R. Tkachuk and J. E. Kruger. Copyright 1974 by the American Association of Cereal Chemists, Inc.
Four alpha-amylase isoenzymes were isolated from malted hard red spring wheat. Isoenzyme purity was established by rechromatography on DEAE-cellulose, gel and sodium dodecyl sulfate (SDS) electrophoresis, and sedimentation velocity studies. The alpha-amylases were similar except for electrophoretic mobility and chromatography elution times.
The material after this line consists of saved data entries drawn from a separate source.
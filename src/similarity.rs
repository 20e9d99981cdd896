//! Corpus-scan similarity backend.
//!
//! Reads the comparison corpus from the [`ResultStore`] and scores it on
//! tokio's blocking pool so a large corpus never stalls a runtime worker.
//! Dropping the `find_similar` future (e.g. when the analyzer's deadline
//! fires) flags the scan as cancelled; the blocking thread stops before
//! its next candidate.

use async_trait::async_trait;
use std::sync::atomic::{AtomicBool, Ordering};
use std::sync::Arc;

use docsift_core::error::SimilarityError;
use docsift_core::models::SimilarFile;
use docsift_core::similarity::{score_corpus_until, SimilarityBackend, SimilarityParams};
use docsift_core::store::ResultStore;

/// Default backend: full scan of the store's corpus.
pub struct CorpusScan {
    store: Arc<dyn ResultStore>,
    params: SimilarityParams,
}

impl CorpusScan {
    pub fn new(store: Arc<dyn ResultStore>, params: SimilarityParams) -> Self {
        Self { store, params }
    }
}

/// Flags the scan as cancelled when dropped.
struct CancelOnDrop(Arc<AtomicBool>);

impl Drop for CancelOnDrop {
    fn drop(&mut self) {
        self.0.store(true, Ordering::Relaxed);
    }
}

#[async_trait]
impl SimilarityBackend for CorpusScan {
    fn name(&self) -> &str {
        self.params.method.as_str()
    }

    async fn find_similar(
        &self,
        doc_id: &str,
        text: &str,
    ) -> Result<Vec<SimilarFile>, SimilarityError> {
        let corpus = self.store.corpus_except(doc_id).await?;
        tracing::debug!(
            doc_id,
            candidates = corpus.len(),
            method = self.params.method.as_str(),
            "scoring corpus"
        );

        let cancel = CancelOnDrop(Arc::new(AtomicBool::new(false)));
        let cancelled = Arc::clone(&cancel.0);
        let doc_id = doc_id.to_string();
        let text = text.to_string();
        let params = self.params.clone();

        let scored = tokio::task::spawn_blocking(move || {
            score_corpus_until(&doc_id, &text, &corpus, &params, &cancelled)
        })
        .await
        .map_err(|e| SimilarityError::Backend(format!("scoring task failed: {e}")))?;

        scored.ok_or_else(|| SimilarityError::Backend("corpus scan cancelled".into()))
    }
}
The purified isoenzymes have average sedimentation and diffusion coefficients of approximately 3.71s and 7.19 x 10(-7) cm.2 sec.-1. Molecular weights from sedimentation velocity/diffusion and SDS gel-electrophoresis data were 45,100 and 42,000. The alpha-amylases are acidic proteins with relatively large amounts of glutamyl, aspartyl, and glycyl residues and have isoelectric points between pH 6.05 and 6.20. Maximum enzymatic activity occurs at pH 5.5 to 5.6. Wheat alpha-amylase does not contain sulfhydryl groups but does have two disulfide bonds per residue.